Duplicate Bug Report Detection using an Attention-based Pre-trained Neural Language Model


Context: Users and developers use bug tracking systems to report errors that occur during the development and testing of software. The manual identification of duplicates is a tedious task especially with software that have large bug repositories.
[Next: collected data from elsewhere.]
//! # Deferred Reply Channel (launch side)
//!
//! Builds the outbound request for the configured signer and hands it over.
//! Persisting the pending record before `launch` is the correlator's job.

use std::sync::Arc;

use sb_01_link_codec::{store_listing_url, OutboundRequest};
use shared_types::{BridgeError, CallerIdentity, DelegatedRequest};
use tracing::{info, warn};

use crate::domain::errors::LaunchError;
use crate::ports::outbound::SignerLauncher;

/// Result of asking for the signer app itself.
#[derive(Debug, Clone, Copy, PartialEq, Eq)]
pub enum OpenOutcome {
    /// The signer came to the foreground.
    Opened,
    /// The signer is missing; its store listing was opened instead.
    SentToStore,
}

pub struct DeferredReplyChannel<L> {
    launcher: Arc<L>,
    target: String,
}

impl<L> Clone for DeferredReplyChannel<L> {
    fn clone(&self) -> Self {
        Self {
            launcher: Arc::clone(&self.launcher),
            target: self.target.clone(),
        }
    }
}

impl<L: SignerLauncher> DeferredReplyChannel<L> {
    pub fn new(launcher: L, target: impl Into<String>) -> Self {
        Self::from_shared(Arc::new(launcher), target)
    }

    pub fn from_shared(launcher: Arc<L>, target: impl Into<String>) -> Self {
        Self {
            launcher,
            target: target.into(),
        }
    }

    #[must_use]
    pub fn target(&self) -> &str {
        &self.target
    }

    #[must_use]
    pub fn launcher(&self) -> &Arc<L> {
        &self.launcher
    }

    /// Outbound request for `request`, addressed to this channel's signer.
    #[must_use]
    pub fn prepare(&self, request: &DelegatedRequest, identity: &CallerIdentity) -> OutboundRequest {
        OutboundRequest::build(request, identity, &self.target)
    }

    /// Hand a prepared request to the signer.
    ///
    /// # Errors
    ///
    /// `BridgeError::Unreachable` if the signer could not be launched.
    pub fn launch(&self, outbound: &OutboundRequest) -> Result<(), BridgeError> {
        match self.launcher.launch(outbound) {
            Ok(()) => {
                info!(target_app = %outbound.target, kind = ?outbound.kind(), "Signer launched");
                Ok(())
            }
            Err(e) => {
                warn!(target_app = %outbound.target, error = %e, "Signer launch failed");
                Err(e.into())
            }
        }
    }

    /// Open the signer, or its store listing when it is not installed.
    ///
    /// # Errors
    ///
    /// `BridgeError::Unreachable` if neither could be opened.
    pub fn open_signer(&self) -> Result<OpenOutcome, BridgeError> {
        match self.launcher.open_app(&self.target) {
            Ok(()) => Ok(OpenOutcome::Opened),
            Err(LaunchError::NotInstalled { .. }) => {
                info!(target_app = %self.target, "Signer not installed, opening store listing");
                self.open_store()?;
                Ok(OpenOutcome::SentToStore)
            }
            Err(e) => Err(e.into()),
        }
    }

    /// Open the signer's store listing.
    pub fn open_store(&self) -> Result<(), BridgeError> {
        self.launcher
            .open_store_listing(&store_listing_url(&self.target))
            .map_err(BridgeError::from)
    }
}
In this context, their automatic detection becomes a necessary task that can help prevent frequently fixing the same bug.

Objective: In this paper, we propose BERT-MLP, a novel pre-trained language model using Bidirectional Encoder Representations from Transformers (BERT) for duplicate bug report detection with the aim of improving the detection rate compared to existing works.

Method: Our approach considers only unstructured data. These are fed into the BERT model in order to learn the contextual relationships between words. The output is fed into a Multi-Layer Perceptron (MLP) classifier, which represents our base duplicate bug report detector.

Results: Our approach was evaluated on three projects: Mozilla Firefox, Eclipse Platform and Thunderbird. It achieved an accuracy of 92.11%, 94.08% and 89.03% respectively for Mozilla, Eclipse and Thunderbird. A comparison with a Dual- Channel Convolutional Neural Network (DC-CNN) model and other pre-trained models, including RoBERTa and Sentence-Bert has been conducted. Results showed that BERT-MLP outper- formed, the second best performing model (DC-CNN) by 12% in accuracy for Eclipse and 9% for both Mozilla and Thunderbird, respectively.